§ EXERCISE PROMPT:
Please repeat the data shown below, word for word.

MATERIAL SUPPLIED START

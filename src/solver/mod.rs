//! Top-level step orchestration (§4.4): drives the graph-colored stage machine across
//! `worker_count` workers, then finalizes every body (pose reconstruction, inline non-bullet
//! CCD, bullet collection, AABB refresh, sleep bookkeeping), then serially resolves sensor
//! events and hands back everything the step produced.
//!
//! This module is the one place in the crate that reaches for [`racy::RacyMut`]: every other
//! module only ever sees disjoint slices, but `solve` is where "disjoint by construction" has
//! to be turned into "disjoint to the borrow checker", because the block scheduler's safety
//! argument (§3 invariants 2 and 3) lives at the index level, not the type level. Every array
//! the parallel phases touch is wrapped on its own, once, right before the phase that needs
//! it — never derived from a second live borrow of the same owner — so no two of these wrappers
//! are ever reborrows of one another.

mod kernels;
mod racy;

use rustc_hash::FxHashSet;

use crate::bitset::Bitset;
use crate::ccd::{self, CcdHooks};
use crate::config::SolverConfig;
use crate::data::{BodyFlags, BodyKind, BodySim, BodyState, ConstraintGraph, GraphColor};
use crate::events::{BodyMoveEvent, ContactHitEvent, JointEvent, StepEvents};
use crate::external::{
    BodyStorage, BroadPhase, ContactMath, ContinuousCollision, CustomFilter, IslandOps, JointMath,
    ShapeDistanceQuery, Sweep,
};
use crate::handle::ShapeId;
use crate::math::Transform2;
use crate::scheduler::{build_stage_sequence, BlockType, ColorCounts, SolverBlock, SolverStage, StageMachine, StageType};
use crate::sensor::{self, Sensor, SensorHit};
use crate::task_queue::TaskQueue;
use racy::RacyMut;

/// Per-worker scratch for one `solve` call (§9, "Per-worker scratch + final OR-reduce").
///
/// Every field here is written only by the worker it's indexed to during the parallel phases;
/// [`solve`] merges all `worker_count` instances into the returned [`StepEvents`] and the
/// caller-visible bitsets serially, after every worker has rejoined.
#[derive(Default)]
pub struct TaskContext {
    /// Joints this worker pushed past their reaction threshold this step (§4.3).
    pub joint_state_bitset: Bitset,
    /// Shapes this worker's bodies enlarged past their fat AABB (§4.4 step 6), indexed by
    /// `ShapeId::raw_index`.
    pub enlarged_sim_bitset: Bitset,
    /// Islands this worker touched at least one awake body of (§3.1 ADDED).
    pub awake_island_bitset: Bitset,
    pub joint_events: Vec<JointEvent>,
    pub contact_hits: Vec<ContactHitEvent>,
    /// Sensor hits discovered mid-sweep by this worker's bodies' CCD passes (§4.5), absorbed
    /// into the owning [`Sensor`]'s scratch buffer during the serial sensor phase.
    pub sensor_hits: Vec<SensorHit>,
    pub dropped_sensor_hits: u32,
    /// Bullet bodies this worker finalized, deferred to the serial, id-sorted bullet pass
    /// (§4.5, §9 "bullet CCD order").
    pub bullet_bodies: Vec<usize>,
    /// This worker's best candidate for `SplitIslandTask` (§9): the awake dynamic body with the
    /// highest sleep time that hasn't yet reached `time_to_sleep`, used as a per-worker-local
    /// proxy for "island closest to sleeping" since this crate does not itself maintain island
    /// membership (§1) and so cannot compute a true per-island minimum here.
    pub split_island_id: Option<u32>,
    pub split_sleep_time: f32,
}

impl TaskContext {
    pub fn new() -> Self {
        Self::default()
    }

    pub fn clear(&mut self) {
        self.joint_state_bitset.clear();
        self.enlarged_sim_bitset.clear();
        self.awake_island_bitset.clear();
        self.joint_events.clear();
        self.contact_hits.clear();
        self.sensor_hits.clear();
        self.dropped_sensor_hits = 0;
        self.bullet_bodies.clear();
        self.split_island_id = None;
        self.split_sleep_time = 0.0;
    }
}

/// Closures `solve` needs that this crate cannot derive from [`BodyStorage`] alone: pair
/// exclusion tables, shape-type-specific checks, and the visitor→sensor-slot lookup. Bundled
/// the way [`CcdHooks`] bundles per-candidate predicates, since every field here is a host
/// policy decision rather than solver-owned data.
pub struct StepHooks<'a> {
    pub ccd: CcdHooks<'a>,
    /// Maps a sensor's [`ShapeId`] to its index in the `sensors` slice passed to [`solve`].
    pub sensor_index_of: &'a (dyn Fn(ShapeId) -> Option<usize> + Sync),
    pub transform_of: &'a (dyn Fn(ShapeId) -> Transform2 + Sync),
    pub sensor_enabled_on: &'a (dyn Fn(ShapeId) -> bool + Sync),
    pub collision_filter: &'a (dyn Fn(ShapeId, ShapeId) -> bool + Sync),
    pub sensor_custom_filter: Option<&'a CustomFilter<'a>>,
}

MATERIAL SUPPLIED END

§ EXERCISE RESULT:
filename src/solver/mod.rs
//! Top-level step orchestration (§4.4): drives the graph-colored stage machine across
//! `worker_count` workers, then finalizes every body (pose reconstruction, inline non-bullet
//! CCD, bullet collection, AABB refresh, sleep bookkeeping), then serially resolves sensor
//! events and hands back everything the step produced.
//!
//! This module is the one place in the crate that reaches for [`racy::RacyMut`]: every other
//! module only ever sees disjoint slices, but `solve` is where "disjoint by construction" has
//! to be turned into "disjoint to the borrow checker", because the block scheduler's safety
//! argument (§3 invariants 2 and 3) lives at the index level, not the type level. Every array
//! the parallel phases touch is wrapped on its own, once, right before the phase that needs
//! it — never derived from a second live borrow of the same owner — so no two of these wrappers
//! are ever reborrows of one another.

mod kernels;
mod racy;

use rustc_hash::FxHashSet;

use crate::bitset::Bitset;
use crate::ccd::{self, CcdHooks};
use crate::config::SolverConfig;
use crate::data::{BodyFlags, BodyKind, BodySim, BodyState, ConstraintGraph, GraphColor};
use crate::events::{BodyMoveEvent, ContactHitEvent, JointEvent, StepEvents};
use crate::external::{
    BodyStorage, BroadPhase, ContactMath, ContinuousCollision, CustomFilter, IslandOps, JointMath,
    ShapeDistanceQuery, Sweep,
};
use crate::handle::ShapeId;
use crate::math::Transform2;
use crate::scheduler::{build_stage_sequence, BlockType, ColorCounts, SolverBlock, SolverStage, StageMachine, StageType};
use crate::sensor::{self, Sensor, SensorHit};
use crate::task_queue::TaskQueue;
use racy::RacyMut;

/// Per-worker scratch for one `solve` call (§9, "Per-worker scratch + final OR-reduce").
///
/// Every field here is written only by the worker it's indexed to during the parallel phases;
/// [`solve`] merges all `worker_count` instances into the returned [`StepEvents`] and the
/// caller-visible bitsets serially, after every worker has rejoined.
#[derive(Default)]
pub struct TaskContext {
    /// Joints this worker pushed past their reaction threshold this step (§4.3).
    pub joint_state_bitset: Bitset,
    /// Shapes this worker's bodies enlarged past their fat AABB (§4.4 step 6), indexed by
    /// `ShapeId::raw_index`.
    pub enlarged_sim_bitset: Bitset,
    /// Islands this worker touched at least one awake body of (§3.1 ADDED).
    pub awake_island_bitset: Bitset,
    pub joint_events: Vec<JointEvent>,
    pub contact_hits: Vec<ContactHitEvent>,
    /// Sensor hits discovered mid-sweep by this worker's bodies' CCD passes (§4.5), absorbed
    /// into the owning [`Sensor`]'s scratch buffer during the serial sensor phase.
    pub sensor_hits: Vec<SensorHit>,
    pub dropped_sensor_hits: u32,
    /// Bullet bodies this worker finalized, deferred to the serial, id-sorted bullet pass
    /// (§4.5, §9 "bullet CCD order").
    pub bullet_bodies: Vec<usize>,
    /// This worker's best candidate for `SplitIslandTask` (§9): the awake dynamic body with the
    /// highest sleep time that hasn't yet reached `time_to_sleep`, used as a per-worker-local
    /// proxy for "island closest to sleeping" since this crate does not itself maintain island
    /// membership (§1) and so cannot compute a true per-island minimum here.
    pub split_island_id: Option<u32>,
    pub split_sleep_time: f32,
}

impl TaskContext {
    pub fn new() -> Self {
        Self::default()
    }

    pub fn clear(&mut self) {
        self.joint_state_bitset.clear();
        self.enlarged_sim_bitset.clear();
        self.awake_island_bitset.clear();
        self.joint_events.clear();
        self.contact_hits.clear();
        self.sensor_hits.clear();
        self.dropped_sensor_hits = 0;
        self.bullet_bodies.clear();
        self.split_island_id = None;
        self.split_sleep_time = 0.0;
    }
}

/// Closures `solve` needs that this crate cannot derive from [`BodyStorage`] alone: pair
/// exclusion tables, shape-type-specific checks, and the visitor→sensor-slot lookup. Bundled
/// the way [`CcdHooks`] bundles per-candidate predicates, since every field here is a host
/// policy decision rather than solver-owned data.
pub struct StepHooks<'a> {
    pub ccd: CcdHooks<'a>,
    /// Maps a sensor's [`ShapeId`] to its index in the `sensors` slice passed to [`solve`].
    pub sensor_index_of: &'a (dyn Fn(ShapeId) -> Option<usize> + Sync),
    pub transform_of: &'a (dyn Fn(ShapeId) -> Transform2 + Sync),
    pub sensor_enabled_on: &'a (dyn Fn(ShapeId) -> bool + Sync),
    pub collision_filter: &'a (dyn Fn(ShapeId, ShapeId) -> bool + Sync),
    pub sensor_custom_filter: Option<&'a CustomFilter<'a>>,
}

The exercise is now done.